The ARB Apex Bank has said customers of rural and community banks (RCBs) across the country will soon experience a massive improvement in the rural banking environment, particularly with the successful roll-out of ATM card services aimed at deepening convenient banking to the satisfaction of customers.
The ATM cards for rural banks can also be used on other banks’ ATMs through the GH-link platform and will be the first service in Ghana that employs Europay MasterCard Visa (EMV) standards with CHIP and PIN for transactions.
To this end, thirty-six ATMs have been installed across the country, and through the KfW loan facility ARB Apex Bank is hoping to further install over 40 more for other RCBs throughout the country before end of the year.
In an address delivered on behalf of Managing Director Kojo Mattah, by Head Finance & Administration Department of the ARB Apex Bank, Kwaku Ababio, the next phase is upgrading the platform to acquire international cards and also introduce agency banking.
“We would like to assure existing and potential customers of a new banking experience across the rural banking system as we roll out even more attractive and convenient products.”
Mr. Ababio, who was speaking at the 30th Annual General Meeting (AGM) of Fiaseman Rural Bank Limited, noted with concern that there have been some impositions of penalties and fines on RCBs by the central bank.
These penalties, he said, have largely been imposed for violating sections 29, 36, and 75 of the Banks and Specialised Deposit Taking Institutions Act 2016 (Act 930) with regard to capital adequacy, liquidity requirements, asset classification, provisioning, and write-offs.
Other areas that attracted penalties were violations in respect of ratification for loans to directors and submission of inaccurate returns.
In view of this development, he has urged management and directors of RCBs to improve their oversight responsibilities to avoid these debits which reduce their profitability.
Mr. Ababio also announced that corporate governance frameworks and processes have been developed to ensure that management and directors act in ways which will serve the best interests of their companies.
This follows a series of recent corporate collapses that has led to a renewed focus on the need to strengthen corporate governance – particularly regarding risk management, transparency, accountability and ethical behaviour.

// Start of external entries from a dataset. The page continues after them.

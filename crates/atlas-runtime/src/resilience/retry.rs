//! Retry-once policy for upstream calls.

use backon::{ConstantBuilder, Retryable};
use serde::{Deserialize, Serialize};
use std::future::Future;
use std::time::Duration;

/// Errors that know whether another attempt could succeed.
pub trait Transient {
    fn is_transient(&self) -> bool;
}

/// Constant-delay retry for transient failures.
#[derive(Debug, Clone, Copy, PartialEq, Eq, Serialize, Deserialize)]
pub struct RetryPolicy {
    /// Delay before each retry
    #[serde(with = "crate::config::duration_str")]
    pub delay: Duration,

    /// Retries after the first attempt
    pub max_retries: usize,
}

impl RetryPolicy {
    /// One retry after `delay`.
    pub fn once(delay: Duration) -> Self {
        Self {
            delay,
            max_retries: 1,
        }
    }

    /// No retries.
    pub fn none() -> Self {
        Self {
            delay: Duration::ZERO,
            max_retries: 0,
        }
    }

    /// Run `op`, retrying transient errors per this policy.
    ///
    /// `stage` names the pipeline stage in logs.
    pub async fn run<T, E, F, Fut>(&self, stage: &'static str, op: F) -> Result<T, E>
    where
        F: FnMut() -> Fut,
        Fut: Future<Output = Result<T, E>>,
        E: Transient + std::fmt::Display,
    {
        if self.max_retries == 0 {
            let mut op = op;
            return op().await;
        }

        let backoff = ConstantBuilder::default()
            .with_delay(self.delay)
            .with_max_times(self.max_retries);

        op.retry(backoff)
            .when(|e: &E| e.is_transient())
            .notify(|e: &E, after: Duration| {
                tracing::warn!(stage, error = %e, retry_in = ?after, "Transient failure, retrying");
            })
            .await
    }
}

impl Default for RetryPolicy {
    fn default() -> Self {
        Self::once(Duration::from_millis(500))
    }
}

“The banking industry is increasingly being driven by the need to create value that is sustainable against a backdrop of rapid changes in technology. It is in this light that directors must have a detailed and practical understanding of the crucial aspect of governance in areas of regulatory framework, ethical leadership, audit committees, internal controls, governance of risk, responsible investment, compliance and much more to meet the threats and challenges of modern day banking,” he stated.